С 1874 года Куинджи участвует в выставках Товарищества. На Третьей выставке передвижников («передвижников» говорили тогда) экспонируется его «Забытая деревня». По сюжету «Забытая деревня» близка «Осенней распутице», но сочувствие к обездоленным сменяется в ней обличительным пафосом. И по социальной направленности, и по реализму, и даже по манере письма это очень «передвижническая» картина: Куинджи пишет почти в единой, монохромной гамме, сопоставляя не цвета, а тона.

Глинистая равнина с размытой дождями дорогой, покосившиеся крестьянские избы. Опустелые поля, хмурое осеннее небо, почти сливающиеся с низкими облаками туманные дали. Тощая голодная корова, завершающая впечатление безысходной бедности, горести, беззащитности. «...Какую штуку откопал... идея бесподобна!» — восхитился Репин. Автор «Бурлаков на Волге», сумевший «увидеть» прославившую его картину во время поездки по Неве, совсем рядом с Петербургом, он хорошо понимал, что значила тема в русском искусстве.

Так же, как и у Репина, у Куинджи все началось с непосредственного впечатления. Об этом свидетельствует сохранившийся карандашный набросок, документально точно воспроизводящий утопающие в грязи, потемневшие от многодневного дождя избы. Рисунок — эскиз — картина. Уже в эскизе видно, как художник уходит от документальности. Сохраняя все, увиденное в действительности, он словно собирает детали воедино, подчиняет их общему замыслу. Если в рисунке избы стояли тесной кучкой, почти прислонясь друг к другу, то в эскизе, а затем и в картине они растягиваются по горизонту — каждая изба открыта всем ветрам, всем дождям. Если в рисунке над одной из изб поднимался дым, то в эскизе все безжизненно. Заброшенные избы как бы тонут среди такой же заброшенной, запущенной земли.

«Забытая деревня» навсегда останется самой гражданственной из работ Куинджи. Несложный сюжет нес в себе огромное эмоциональное содержание: пейзаж кричал о бессилии русской деревни, утверждал, что русское искусство не может пройти мимо крестьянской беды. «...Пока народы влачатся в нищете, покорствуя бичам, как тощие стада по скошенным лугам, оплакивать их рок, служить им будет Муза, и в мире нет прочней, прекраснее союза!» — вспоминали современники опубликованные в этом же, 1874 году стихи Некрасова.

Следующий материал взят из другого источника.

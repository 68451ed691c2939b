//! Class index to stone label mapping.

use std::collections::{BTreeMap, HashMap};
use std::fs;
use std::path::Path;

use log::info;

use crate::error::LabelMapError;

/// Immutable class index to label mapping, validated when built.
#[derive(Debug, Clone, Default, PartialEq, Eq)]
pub struct LabelMap {
    labels: BTreeMap<usize, String>,
}

impl LabelMap {
    /// Load the label artifact at `path`.
    ///
    /// `.json` files hold an object of stringified indices to labels
    /// (`{"0": "taj-mahal", ...}`). Anything else is read as a tags file
    /// with one label per line, the line number being the class index.
    pub fn load(path: &Path) -> Result<Self, LabelMapError> {
        let raw = fs::read_to_string(path).map_err(|source| LabelMapError::Io {
            path: path.to_path_buf(),
            source,
        })?;

        let is_json = path
            .extension()
            .map(|ext| ext.eq_ignore_ascii_case("json"))
            .unwrap_or(false);

        let labels = if is_json {
            Self::from_json_str(&raw)?
        } else {
            Self::from_lines(&raw)?
        };

        info!("Loaded {} labels from {}", labels.len(), path.display());

        Ok(labels)
    }

    pub fn from_json_str(raw: &str) -> Result<Self, LabelMapError> {
        let entries: HashMap<String, String> = serde_json::from_str(raw)?;

        let mut labels = BTreeMap::new();
        for (key, label) in entries {
            let index = key
                .trim()
                .parse::<usize>()
                .map_err(|_| LabelMapError::InvalidIndex(key.clone()))?;

            Self::insert(&mut labels, index, label)?;
        }

        Ok(LabelMap { labels })
    }

    pub fn from_lines(raw: &str) -> Result<Self, LabelMapError> {
        let mut labels = BTreeMap::new();
        for (index, line) in raw.lines().enumerate() {
            Self::insert(&mut labels, index, line.to_owned())?;
        }

        Ok(LabelMap { labels })
    }

    fn insert(
        labels: &mut BTreeMap<usize, String>,
        index: usize,
        label: String,
    ) -> Result<(), LabelMapError> {
        let label = label.trim();
        if label.is_empty() {
            return Err(LabelMapError::EmptyLabel(index));
        }

        if labels.insert(index, label.to_owned()).is_some() {
            return Err(LabelMapError::DuplicateIndex(index));
        }

        Ok(())
    }

    /// Label for `index`, or `"Class {index}"` when the index is unmapped.
    pub fn resolve(&self, index: usize) -> String {
        match self.labels.get(&index) {
            Some(label) => label.clone(),
            None => format!("Class {}", index),
        }
    }

    pub fn len(&self) -> usize {
        self.labels.len()
    }

    pub fn is_empty(&self) -> bool {
        self.labels.is_empty()
    }
}

#[cfg(test)]
mod tests {
    use super::*;
    use std::io::Write;

    #[test]
    fn resolves_json_mapping() {
        let labels =
            LabelMap::from_json_str(r#"{"0": "taj-mahal", "1": "nero-marquina"}"#).unwrap();

        assert_eq!(labels.len(), 2);
        assert_eq!(labels.resolve(0), "taj-mahal");
        assert_eq!(labels.resolve(1), "nero-marquina");
    }

    #[test]
    fn unmapped_index_gets_placeholder() {
        let labels = LabelMap::from_json_str(r#"{"0": "taj-mahal"}"#).unwrap();
        assert_eq!(labels.resolve(999), "Class 999");
    }

    #[test]
    fn rejects_non_integer_key() {
        let err = LabelMap::from_json_str(r#"{"zero": "taj-mahal"}"#).unwrap_err();
        assert!(matches!(err, LabelMapError::InvalidIndex(key) if key == "zero"));
    }

    #[test]
    fn rejects_negative_key() {
        let err = LabelMap::from_json_str(r#"{"-1": "taj-mahal"}"#).unwrap_err();
        assert!(matches!(err, LabelMapError::InvalidIndex(_)));
    }

    #[test]
    fn rejects_blank_label() {
        let err = LabelMap::from_json_str(r#"{"3": "  "}"#).unwrap_err();
        assert!(matches!(err, LabelMapError::EmptyLabel(3)));
    }

    #[test]
    fn rejects_aliased_index() {
        let err = LabelMap::from_json_str(r#"{"1": "a", "01": "b"}"#).unwrap_err();
        assert!(matches!(err, LabelMapError::DuplicateIndex(1)));
    }

    #[test]
    fn rejects_non_object() {
        let err = LabelMap::from_json_str(r#"["taj-mahal"]"#).unwrap_err();
        assert!(matches!(err, LabelMapError::Format(_)));
    }

    #[test]
    fn tags_file_uses_line_numbers() {
        let labels = LabelMap::from_lines("background\ncalacatta\nemperador\n").unwrap();

        assert_eq!(labels.len(), 3);
        assert_eq!(labels.resolve(2), "emperador");
        assert_eq!(labels.resolve(3), "Class 3");
    }

    #[test]
    fn load_picks_format_from_extension() {
        let dir = tempfile::tempdir().unwrap();

        let json = dir.path().join("class_indices.json");
        fs::write(&json, r#"{"7": "travertine"}"#).unwrap();
        assert_eq!(LabelMap::load(&json).unwrap().resolve(7), "travertine");

        let txt = dir.path().join("labels.txt");
        let mut f = fs::File::create(&txt).unwrap();
        writeln!(f, "granite").unwrap();
        writeln!(f, "onyx").unwrap();
        assert_eq!(LabelMap::load(&txt).unwrap().resolve(1), "onyx");
    }

    #[test]
    fn load_fails_on_missing_file() {
        let dir = tempfile::tempdir().unwrap();
        let err = LabelMap::load(&dir.path().join("nope.json")).unwrap_err();
        assert!(matches!(err, LabelMapError::Io { .. }));
    }
}
//! Top-k stone prediction on top of the model provider.

use std::cmp::Ordering;
use std::fs;
use std::path::Path;
use std::sync::atomic::{AtomicUsize, Ordering as AtomicOrdering};

use log::warn;
use serde::Serialize;

use crate::error::ClassifyError;
use crate::labels::LabelMap;
use crate::model::ModelProvider;
use crate::preprocess;

/// Number of candidates returned by `predict_top3`.
pub const TOP_K: usize = 3;

#[derive(Debug, Clone, PartialEq, Serialize)]
pub struct PredictionEntry {
    /// 1-based position, 1 being the most likely stone
    pub rank: u32,

    /// Stone label
    pub stone: String,

    /// Confidence among the returned candidates, rounded to 4 decimals
    pub probability: f64,
}

/// Ranked predictions, most likely first. Serializes as a bare list.
#[derive(Debug, Clone, Default, PartialEq, Serialize)]
#[serde(transparent)]
pub struct PredictionResult(Vec<PredictionEntry>);

impl PredictionResult {
    pub fn entries(&self) -> &[PredictionEntry] {
        &self.0
    }

    pub fn len(&self) -> usize {
        self.0.len()
    }

    pub fn is_empty(&self) -> bool {
        self.0.is_empty()
    }

    pub fn iter(&self) -> std::slice::Iter<'_, PredictionEntry> {
        self.0.iter()
    }
}

impl IntoIterator for PredictionResult {
    type Item = PredictionEntry;
    type IntoIter = std::vec::IntoIter<PredictionEntry>;

    fn into_iter(self) -> Self::IntoIter {
        self.0.into_iter()
    }
}

pub struct InferenceEngine {
    labels: LabelMap,
    provider: ModelProvider,

    /// Class count of the last model seen to disagree with the labels
    mismatched_classes: AtomicUsize,
}

impl InferenceEngine {
    pub fn new(labels: LabelMap, provider: ModelProvider) -> Self {
        InferenceEngine {
            labels,
            provider,
            mismatched_classes: AtomicUsize::new(0),
        }
    }

    pub fn labels(&self) -> &LabelMap {
        &self.labels
    }

    pub fn provider(&self) -> &ModelProvider {
        &self.provider
    }

    pub fn predict_top3(&self, raw: &[u8]) -> Result<PredictionResult, ClassifyError> {
        self.predict_top_k(raw, TOP_K)
    }

    /// Classify `raw` and return the `k` most likely stones, their
    /// probabilities rescaled to sum to one.
    ///
    /// The image is decoded before the model is touched; only resizing and
    /// normalization depend on the model's profile.
    pub fn predict_top_k(&self, raw: &[u8], k: usize) -> Result<PredictionResult, ClassifyError> {
        let image = preprocess::decode(raw)?;

        let model = self.provider.get_model()?;
        let tensor = preprocess::shape(&image, model.profile());
        let probs = model.infer(&tensor)?;

        if probs.is_empty() {
            return Err(ClassifyError::Inference(
                "model returned an empty probability vector".to_owned(),
            ));
        }

        self.check_class_count(probs.len());

        let entries = top_k(&probs, k)
            .into_iter()
            .enumerate()
            .map(|(i, (index, probability))| PredictionEntry {
                rank: i as u32 + 1,
                stone: self.labels.resolve(index),
                probability,
            })
            .collect();

        Ok(PredictionResult(entries))
    }

    /// Classify an image previously stored on disk.
    pub fn predict_file(&self, path: &Path) -> Result<PredictionResult, ClassifyError> {
        self.predict_file_top_k(path, TOP_K)
    }

    pub fn predict_file_top_k(
        &self,
        path: &Path,
        k: usize,
    ) -> Result<PredictionResult, ClassifyError> {
        let raw = fs::read(path).map_err(|source| ClassifyError::Io {
            path: path.to_path_buf(),
            source,
        })?;

        self.predict_top_k(&raw, k)
    }

    /// Warn once per model size that disagrees with the label map. Returns
    /// whether a warning was emitted.
    fn check_class_count(&self, classes: usize) -> bool {
        if classes == self.labels.len() {
            return false;
        }

        if self.mismatched_classes.swap(classes, AtomicOrdering::Relaxed) == classes {
            return false;
        }

        warn!(
            "Model scores {} classes but the label map has {}; unmapped classes get placeholder labels",
            classes,
            self.labels.len()
        );

        true
    }
}

/// Indices of the `k` highest scores, highest first, with their scores
/// divided by the sum of the selected ones and rounded to 4 decimals.
///
/// Equal scores keep ascending index order. NaN ranks below any number. If
/// the selected scores sum to zero the candidates share the mass evenly.
pub fn top_k(probs: &[f32], k: usize) -> Vec<(usize, f64)> {
    let score = |i: usize| {
        let p = probs[i];
        if p.is_nan() {
            f64::NEG_INFINITY
        } else {
            p as f64
        }
    };

    let mut order: Vec<usize> = (0..probs.len()).collect();
    order.sort_by(|&a, &b| score(b).partial_cmp(&score(a)).unwrap_or(Ordering::Equal));
    order.truncate(k);

    let selected: Vec<f64> = order.iter().map(|&i| score(i).max(0.0)).collect();
    let sum: f64 = selected.iter().sum();

    order
        .into_iter()
        .zip(selected)
        .map(|(index, p)| {
            let share = if sum > 0.0 && sum.is_finite() {
                p / sum
            } else {
                1.0 / k.min(probs.len()) as f64
            };
            (index, round4(share))
        })
        .collect()
}

fn round4(value: f64) -> f64 {
    (value * 10_000.0).round() / 10_000.0
}
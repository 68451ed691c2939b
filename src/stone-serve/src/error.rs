use std::io;
use std::path::PathBuf;

/// Message returned to clients when a request carries no image.
pub const NO_IMAGE_UPLOADED: &str = "No image uploaded";

/// Failure to bring the model into memory. Never cached by the provider.
#[derive(thiserror::Error, Debug)]
pub enum ModelLoadError {
    #[error("model artifact not found at {0}")]
    NotFound(PathBuf),

    #[error("could not read preprocessing profile {path}: {source}")]
    Profile {
        path: PathBuf,
        #[source]
        source: io::Error,
    },

    #[error("invalid preprocessing profile {path}: {source}")]
    ProfileFormat {
        path: PathBuf,
        #[source]
        source: serde_json::Error,
    },

    #[error("model backend failed to load: {0}")]
    Backend(String),
}

/// Errors a single classification request can end with.
#[derive(thiserror::Error, Debug)]
pub enum ClassifyError {
    #[error("{}", NO_IMAGE_UPLOADED)]
    MissingInput,

    #[error("could not decode image: {0}")]
    Decode(#[source] image::ImageError),

    #[error(transparent)]
    ModelLoad(#[from] ModelLoadError),

    #[error("inference failed: {0}")]
    Inference(String),

    #[error("could not read image {path}: {source}")]
    Io {
        path: PathBuf,
        #[source]
        source: io::Error,
    },
}

impl ClassifyError {
    /// Whether the failure was caused by the caller's input rather than the
    /// service.
    pub fn is_client_error(&self) -> bool {
        matches!(self, ClassifyError::MissingInput | ClassifyError::Decode(_))
    }
}

/// Failures while loading the label artifact. Fatal at startup.
#[derive(thiserror::Error, Debug)]
pub enum LabelMapError {
    #[error("could not read label file {path}: {source}")]
    Io {
        path: PathBuf,
        #[source]
        source: io::Error,
    },

    #[error("label file is not a JSON object of index to label: {0}")]
    Format(#[from] serde_json::Error),

    #[error("label key {0:?} is not a class index")]
    InvalidIndex(String),

    #[error("label for class {0} is empty")]
    EmptyLabel(usize),

    #[error("class {0} is mapped more than once")]
    DuplicateIndex(usize),
}
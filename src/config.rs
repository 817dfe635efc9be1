//! TOML configuration.
//!
//! ```toml
//! openai_api_key = "sk-..."   # optional, falls back to `OPENAI_API_KEY`
//! model = "gpt-4.1-mini"      # optional
//! name = "Junea"              # optional
//! goal = "weight_loss"
//! meals_csv = "nutrition.csv" # optional
//!
//! [profile]
//! age = 30
//! weight_kg = 70.0
//! height_cm = 170.0
//! sex = "male"
//! activity_tier = "sedentary"
//! ```

use std::{
    env, fs, io,
    path::{Path, PathBuf},
};

use serde::Deserialize;

use crate::{
    Api,
    profile::{Goal, Profile},
};

/// Environment variable consulted when the configuration carries no API key.
pub const API_KEY_ENV: &str = "OPENAI_API_KEY";

/// Configuration errors.
#[derive(Debug, thiserror::Error)]
pub enum ConfigError {
    #[error("failed to read config file {path}: {source}")]
    Io { path: PathBuf, source: io::Error },
    #[error("failed to parse config: {0}")]
    Toml(#[from] toml::de::Error),
    #[error("no API key configured and OPENAI_API_KEY is not set")]
    MissingApiKey,
}

/// Application configuration.
#[derive(Debug, Default, Deserialize)]
#[serde(default)]
pub struct Config {
    /// API key for the completion service.
    pub openai_api_key: Option<String>,
    /// Model override.
    pub model: Option<String>,
    /// Endpoint host override, without protocol or path.
    pub endpoint_host: Option<String>,
    /// Maximum number of tokens per reply.
    pub max_tokens: Option<u32>,
    /// The user's name, used in the introduction and farewell.
    pub name: Option<String>,
    pub goal: Goal,
    pub profile: Profile,
    /// Nutrition table for meal suggestions.
    pub meals_csv: Option<PathBuf>,
}

impl Config {
    /// Parses a configuration from TOML text.
    pub fn from_toml(text: &str) -> Result<Self, ConfigError> {
        Ok(toml::from_str(text)?)
    }

    /// Loads a configuration file.
    pub fn load<P: AsRef<Path>>(path: P) -> Result<Self, ConfigError> {
        let path = path.as_ref();
        let text = fs::read_to_string(path).map_err(|source| ConfigError::Io {
            path: path.to_owned(),
            source,
        })?;
        Self::from_toml(&text)
    }

    /// Returns the configured API key, falling back to the environment.
    pub fn api_key(&self) -> Result<String, ConfigError> {
        resolve_api_key(self.openai_api_key.as_deref(), env::var(API_KEY_ENV).ok())
    }

    /// Creates an [`Api`] with all configured overrides applied.
    pub fn api(&self) -> Result<Api, ConfigError> {
        let mut api = Api::new(self.api_key()?);
        if let Some(model) = &self.model {
            api = api.default_model(model.as_str());
        }
        if let Some(host) = &self.endpoint_host {
            api = api.endpoint_host(host.as_str());
        }
        if let Some(max_tokens) = self.max_tokens {
            api = api.default_max_tokens(max_tokens);
        }
        Ok(api)
    }
}

fn resolve_api_key(
    configured: Option<&str>,
    from_env: Option<String>,
) -> Result<String, ConfigError> {
    configured
        .map(str::to_owned)
        .or(from_env)
        .map(|key| key.trim().to_owned())
        .filter(|key| !key.is_empty())
        .ok_or(ConfigError::MissingApiKey)
}
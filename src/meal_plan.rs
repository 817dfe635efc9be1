//! Meal suggestions from a nutrition table.
//!
//! The table is a CSV file with at least the columns `food_and_serving`, `calories` and
//! `protein_g`; other columns are ignored. Suggestions are a random sample filtered by goal:
//! light meals (under 300 kcal) for weight loss, protein-rich meals (over 20 g) for bulking and
//! anything for other goals.

use std::{fmt, io, path::Path};

use rand::{Rng, seq::SliceRandom};
use serde::{Deserialize, Serialize};

use crate::profile::Goal;

/// Number of meals in a suggestion.
pub const MEALS_PER_PLAN: usize = 3;

/// Calorie ceiling for meals suggested for weight loss, exclusive.
pub const LIGHT_MEAL_MAX_KCAL: f64 = 300.0;

/// Protein floor for meals suggested for bulking, exclusive.
pub const HIGH_PROTEIN_MIN_G: f64 = 20.0;

#[derive(Debug, thiserror::Error)]
pub enum MealPlanError {
    #[error("failed to read nutrition table: {0}")]
    Csv(#[from] csv::Error),
}

/// A row of the nutrition table.
#[derive(Clone, Debug, PartialEq, Serialize, Deserialize)]
pub struct Meal {
    pub food_and_serving: String,
    pub calories: f64,
    pub protein_g: f64,
}

impl Meal {
    /// Returns whether this meal fits the given goal.
    pub fn suits(&self, goal: Goal) -> bool {
        match goal {
            Goal::WeightLoss => self.calories < LIGHT_MEAL_MAX_KCAL,
            Goal::Bulking => self.protein_g > HIGH_PROTEIN_MIN_G,
            Goal::Endurance | Goal::GeneralFitness => true,
        }
    }
}

impl fmt::Display for Meal {
    fn fmt(&self, f: &mut fmt::Formatter<'_>) -> fmt::Result {
        write!(
            f,
            "{} ({} kcal, {} g protein)",
            self.food_and_serving, self.calories, self.protein_g
        )
    }
}

/// Reads a nutrition table.
pub fn load_meals<R: io::Read>(reader: R) -> Result<Vec<Meal>, MealPlanError> {
    read_meals(csv::Reader::from_reader(reader))
}

/// Reads a nutrition table from a file.
pub fn load_meals_from_path<P: AsRef<Path>>(path: P) -> Result<Vec<Meal>, MealPlanError> {
    read_meals(csv::Reader::from_path(path)?)
}

fn read_meals<R: io::Read>(mut reader: csv::Reader<R>) -> Result<Vec<Meal>, MealPlanError> {
    let meals = reader.deserialize().collect::<Result<Vec<Meal>, _>>()?;
    tracing::debug!(meals = meals.len(), "loaded nutrition table");
    Ok(meals)
}

/// Picks up to [`MEALS_PER_PLAN`] distinct meals suiting `goal`.
///
/// Returns fewer meals if the table does not have enough candidates.
pub fn suggest_meals<'a, R>(meals: &'a [Meal], goal: Goal, rng: &mut R) -> Vec<&'a Meal>
where
    R: Rng + ?Sized,
{
    let candidates: Vec<&Meal> = meals.iter().filter(|meal| meal.suits(goal)).collect();
    candidates
        .choose_multiple(rng, MEALS_PER_PLAN)
        .copied()
        .collect()
}

#[cfg(test)]
mod tests {
    use rand::{SeedableRng, rngs::StdRng};

    use super::{MealPlanError, load_meals, load_meals_from_path, suggest_meals};
    use crate::profile::Goal;

    const TABLE: &str = "\
food_and_serving,calories,protein_g,fat_g
Greek yogurt (200 g),146,20,4
Chicken breast (150 g),248,46.5,5.4
Oatmeal with banana,310,9,5
Tuna salad,290,25,12
Peanut butter toast,390,14,20
Salmon with rice,520,34,18
Apple,95,0.5,0.3
";

    fn meals() -> Vec<super::Meal> {
        load_meals(TABLE.as_bytes()).expect("table should parse")
    }

    #[test]
    fn test_load_ignores_extra_columns() {
        let meals = meals();
        assert_eq!(meals.len(), 7);
        assert_eq!(meals[1].food_and_serving, "Chicken breast (150 g)");
        assert_eq!(meals[1].protein_g, 46.5);
        assert_eq!(
            meals[0].to_string(),
            "Greek yogurt (200 g) (146 kcal, 20 g protein)"
        );
    }

    #[test]
    fn test_load_from_path_matches_reader() {
        let path = concat!(env!("CARGO_MANIFEST_DIR"), "/demos/nutrition.csv");

        let from_path = load_meals_from_path(path).expect("demo table should parse");
        let text = std::fs::read_to_string(path).expect("demo table should be readable");
        let from_reader = load_meals(text.as_bytes()).expect("demo table should parse");

        assert_eq!(from_path, from_reader);
        assert_eq!(from_path.len(), 10);
    }

    #[test]
    fn test_load_from_missing_path_fails() {
        let result = load_meals_from_path("/nonexistent/nutrition.csv");
        assert!(matches!(result, Err(MealPlanError::Csv(_))));
    }

    #[test]
    fn test_load_rejects_malformed_rows() {
        let result = load_meals("food_and_serving,calories,protein_g\nSoup,lots,3\n".as_bytes());
        assert!(matches!(result, Err(MealPlanError::Csv(_))));
    }

    #[test]
    fn test_weight_loss_meals_are_light() {
        let meals = meals();
        let mut rng = StdRng::seed_from_u64(7);

        for _ in 0..20 {
            let plan = suggest_meals(&meals, Goal::WeightLoss, &mut rng);
            assert_eq!(plan.len(), 3);
            assert!(plan.iter().all(|meal| meal.calories < 300.0));
        }
    }

    #[test]
    fn test_bulking_meals_are_protein_rich() {
        let meals = meals();
        let mut rng = StdRng::seed_from_u64(11);

        let plan = suggest_meals(&meals, Goal::Bulking, &mut rng);
        assert_eq!(plan.len(), 3);
        assert!(plan.iter().all(|meal| meal.protein_g > 20.0));
        // Greek yogurt has exactly 20 g and is excluded.
        assert!(plan.iter().all(|meal| meal.food_and_serving != "Greek yogurt (200 g)"));
    }

    #[test]
    fn test_suggestions_are_distinct() {
        let meals = meals();
        let mut rng = StdRng::seed_from_u64(3);

        let plan = suggest_meals(&meals, Goal::GeneralFitness, &mut rng);
        assert_eq!(plan.len(), 3);
        for (i, a) in plan.iter().enumerate() {
            for b in &plan[i + 1..] {
                assert_ne!(a.food_and_serving, b.food_and_serving);
            }
        }
    }

    #[test]
    fn test_small_table_yields_fewer_meals() {
        let meals = &meals()[5..];
        let mut rng = StdRng::seed_from_u64(1);

        assert_eq!(suggest_meals(meals, Goal::Endurance, &mut rng).len(), 2);
        assert_eq!(suggest_meals(meals, Goal::WeightLoss, &mut rng).len(), 1);
        assert!(suggest_meals(&[], Goal::Bulking, &mut rng).is_empty());
    }
}
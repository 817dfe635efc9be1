//! Interactive fitness coach on the command line.
//!
//! ## How to run
//!
//! ```shell
//! $ cargo run --example coach --features reqwest-blocking -- coach.toml
//! ```
//!
//! See the [`fitcoach::config`] module for the configuration format. The API key may also be
//! supplied through `OPENAI_API_KEY`. Set `RUST_LOG=fitcoach=debug` to see request logging.
//!
//! Enter messages line by line. Commands:
//!
//! - `/meals`: suggest meals from the configured nutrition table
//! - `/reset`: start the conversation over
//!
//! Press Ctrl+D (EOF) to exit.

use std::{
    env,
    io::{self, Write},
};

use fitcoach::{
    config::Config,
    meal_plan,
    session::{Action, Session},
};
use tracing_subscriber::EnvFilter;

fn main() {
    tracing_subscriber::fmt()
        .with_env_filter(EnvFilter::from_default_env())
        .with_writer(io::stderr)
        .init();

    let config_file = env::args()
        .nth(1)
        .expect("requires argument: path to TOML config file");
    let config = Config::load(&config_file).expect("failed to load config");
    let api = config.api().expect("failed to configure API");

    let mut session =
        Session::new(config.profile, config.goal).expect("invalid profile in config");
    if let Some(name) = &config.name {
        session = session.with_name(name.as_str());
    }

    println!("Your AI Fitness Coach");
    println!(
        "Estimated daily calories: {} kcal (target for {}: {} kcal)",
        session.estimate(),
        session.goal().label().to_lowercase(),
        session.daily_target()
    );

    let client = reqwest::blocking::Client::new();

    while let Some(input) = read_next_line() {
        match input.as_str() {
            "" => continue,
            "/reset" => {
                println!("{}", session.reset());
                continue;
            }
            "/meals" => {
                suggest_meals(&config, &session);
                continue;
            }
            _ => {}
        }

        let http_req = session.user_message(&api, &input);
        let raw = client
            .execute(http_req.into())
            .expect("failed to execute request")
            .text()
            .expect("failed to fetch response text");

        match session.handle_response(&raw) {
            Ok(Action::HandleCoachReply(reply)) => println!("Coach: {}", reply),
            Err(err) => eprintln!("Error: {}", err),
        }
    }
}

/// Prints a few meals suiting the session's goal.
fn suggest_meals(config: &Config, session: &Session) {
    let Some(path) = &config.meals_csv else {
        eprintln!("No nutrition table configured (set `meals_csv`).");
        return;
    };

    match meal_plan::load_meals_from_path(path) {
        Ok(meals) => {
            let mut rng = rand::thread_rng();
            for meal in meal_plan::suggest_meals(&meals, session.goal(), &mut rng) {
                println!("  * {}", meal);
            }
        }
        Err(err) => eprintln!("Error: {}", err),
    }
}

/// Helper function that shows a prompt and reads a trimmed line from stdin.
fn read_next_line() -> Option<String> {
    let stdin = io::stdin();
    let mut stdout = io::stdout();
    let mut input = String::new();

    stdout.write_all(b"You: ").expect("stdout failed to write");
    stdout.flush().expect("stdout failed to flush");
    if stdin.read_line(&mut input).expect("stdin failed to read") == 0 {
        None
    } else {
        Some(input.trim().to_owned())
    }
}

Картина нравилась всем друзьям Куинджи, но больше всего — Крамскому. И ее драматизмом, и стремлением Куинджи к тому, чтобы зритель не просто благосклонно улыбнулся перед картиной, но затрепетал перед ней, чтобы она ударила его по чувствам, воззвала к совести. И четкостью, но отнюдь не прямолинейностью идеи, — Крамской очень остерегался вульгаризации искусства. «Стараться о смысле, искать значения — значит насиловать себя: вернейшая дорога не получить ни того, ни другого, — поучал он. — Надо, чтобы это лежало натуральным пластом в самой натуре. Надо, чтобы эта нота звучала естественно, ненамеренно, органически. Оно так — и баста. Не могу иначе. Мир для меня так окрашен».

У Ивана Николаевича зоркий глаз, он, как никто другой, видит все недостатки в полотнах Архипа Ивановича («Кажется, ему трудненько писать», — обмолвился Иван Николаевич как-то), но он верит в упорство духа и одержимость Куинджи. «Чтобы быть художником, мало таланта, мало ума, мало обстоятельств благоприятных... Надо иметь счастье обладать темпераментом такого рода, для которого, кроме занятий искусством, не существовало бы высших наслаждений... Талант штука страшная, и черт его знает, до чего требования его неумолимы. У него только одна дилемма: или будь, ступай вперед, совершенствуйся, за ним только и ухаживай, для него только и работай, или умри и отвечай перед своей совестью».

Так думает Иван Николаевич. И так же думает, действует, так живет Архип Иванович. Часто, очень часто ходит он к Крамскому. Путь недалек: обойти Академию художеств, пересечь Румянцевский сад, вдоль кадетского корпуса или университета выйти на набережную к Малой Неве. Дом Крамского на углу этой набережной и Биржевого переулка (ныне Биржевая линия, 18). Неширокая, но спокойная лестница. Кабинет. Мастерская.

У Крамского худое лицо, черные гладкие волосы, трепаная жидкая бородка, — говорят, что такие бывают только у студентов и учителей. Зато как серьезно его лицо, как светятся серые глаза, даром что маленькие и сидят глубоко во впалых орбитах. Крамской любит размышлять вслух, теоретизировать, речь у него льется как по писаному. Куинджи спотыкается в словах, движет ими медленно, с постоянной привычной примолвкой «эт-то, эт-то», но у него всегда есть оригинальная, не из книжки вычитанная, не от друзей заимствованная, но в самой жизни найденная точка зрения. «Он всегда идет вглубь до бесконечности. Жаль, образования у него не хватает; а он большой философ и политик большой», — засвидетельствует впоследствии Репин.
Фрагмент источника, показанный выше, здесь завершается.